Las tortugas marinas utilizan playas y dunas de arena como sitios de anidación para la oviposición. Estos ambientes costeros son típicamente oligotróficos y dependen de la vegetación para protegerse contra la erosión. Los huevos (tanto eclosionados como no eclosionados) y las crías que no llegan al océano proporcionan aportes de nutrientes cruciales para la vegetación de las dunas. Por lo tanto, la preservación de estos hábitats de anidación para las tortugas marinas establece un ciclo de retroalimentación positiva beneficiosa dentro del ecosistema.

Además, las tortugas marinas participan en una relación simbiótica con la espiga amarilla, donde estos peces consumen las algas que crecen en los caparazones de las tortugas.
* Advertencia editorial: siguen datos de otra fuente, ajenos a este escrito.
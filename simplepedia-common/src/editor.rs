//! Article editor form
//!
//! Holds the title and contents being edited. In edit mode the form is
//! pre-loaded from an existing article; in create mode it starts blank.
//! The save action is available iff the trimmed title is non-empty.
//! Cancelling simply discards the form; nothing is written.

use crate::models::{Article, ArticleDraft, ArticleId, ArticleUpdate};

/// Whether a title allows saving; contents may be empty
pub fn can_save(title: &str) -> bool {
    !title.trim().is_empty()
}

/// What the editor hands back when save is pressed
#[derive(Debug, Clone, PartialEq, Eq)]
pub enum EditorOutcome {
    /// Create mode
    Created(ArticleDraft),
    /// Edit mode
    Updated(ArticleUpdate),
}

/// Title/contents form for creating or editing an article
#[derive(Debug, Clone, Default, PartialEq, Eq)]
pub struct EditorForm {
    editing: Option<ArticleId>,
    title: String,
    contents: String,
}

impl EditorForm {
    /// Blank form for a new article
    pub fn create() -> Self {
        Self::default()
    }

    /// Form pre-loaded from `article`
    pub fn edit(article: &Article) -> Self {
        Self {
            editing: Some(article.id),
            title: article.title.clone(),
            contents: article.contents.clone(),
        }
    }

    pub fn editing(&self) -> Option<ArticleId> {
        self.editing
    }

    pub fn title(&self) -> &str {
        &self.title
    }

    pub fn contents(&self) -> &str {
        &self.contents
    }

    pub fn set_title(&mut self, title: impl Into<String>) {
        self.title = title.into();
    }

    pub fn set_contents(&mut self, contents: impl Into<String>) {
        self.contents = contents.into();
    }

    pub fn can_save(&self) -> bool {
        can_save(&self.title)
    }

    /// Press save; None while the save control is disabled
    pub fn save(&self) -> Option<EditorOutcome> {
        if !self.can_save() {
            return None;
        }
        Some(match self.editing {
            Some(id) => EditorOutcome::Updated(ArticleUpdate::new(
                id,
                self.title.clone(),
                self.contents.clone(),
            )),
            None => EditorOutcome::Created(ArticleDraft::new(
                self.title.clone(),
                self.contents.clone(),
            )),
        })
    }
}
Estado de conservación y amenazas

La Lista Roja de la UICN designa dos especies de tortugas marinas como "en peligro crítico de extinción", mientras que tres especies adicionales están clasificadas como "vulnerables". Anteriormente, la tortuga verde estaba clasificada como “en peligro de extinción”; sin embargo, una evaluación de la UICN de 2025 reclasificó su estado a "menor preocupación". La tortuga marina de espalda plana se considera "datos deficientes", lo que indica un estado de conservación indeterminado debido a datos insuficientes. Todas las especies de tortugas marinas están incluidas en el Apéndice I de la CITES, que prohíbe el comercio internacional de tortugas marinas y sus derivados. Sin embargo, la eficacia de las evaluaciones globales de las tortugas marinas ha sido cuestionada, principalmente debido a la existencia de stocks genéticos distintos y unidades de manejo regional (UMR) geográficamente discretas. Cada RMU enfrenta una variedad única de amenazas, que con frecuencia trascienden las fronteras jurisdiccionales, lo que lleva a resultados divergentes en los que algunas subpoblaciones de una especie exhiben recuperación mientras que otras experimentan un declive continuo. En consecuencia, la UICN ha iniciado recientemente evaluaciones de amenazas a nivel de subpoblación para ciertas especies. Estas evaluaciones recientes han revelado una disparidad inesperada entre las áreas geográficas donde se han llevado a cabo investigaciones de tortugas marinas relevantes para la conservación y aquellas con los requisitos de conservación más urgentes. Por ejemplo, en agosto de 2017, aproximadamente el 69% de los estudios que emplean análisis de isótopos estables para dilucidar las distribuciones de alimentación de las tortugas marinas se realizaron dentro de RMU designadas como "menor preocupación" por la UICN. Además, todas las poblaciones de tortugas marinas que habitan en aguas de los Estados Unidos están clasificadas como amenazadas o en peligro de extinción según la Ley de Especies en Peligro de Extinción (ESA) de los Estados Unidos. A partir de 2012, el estado de inclusión de la tortuga boba en los Estados Unidos seguía bajo revisión.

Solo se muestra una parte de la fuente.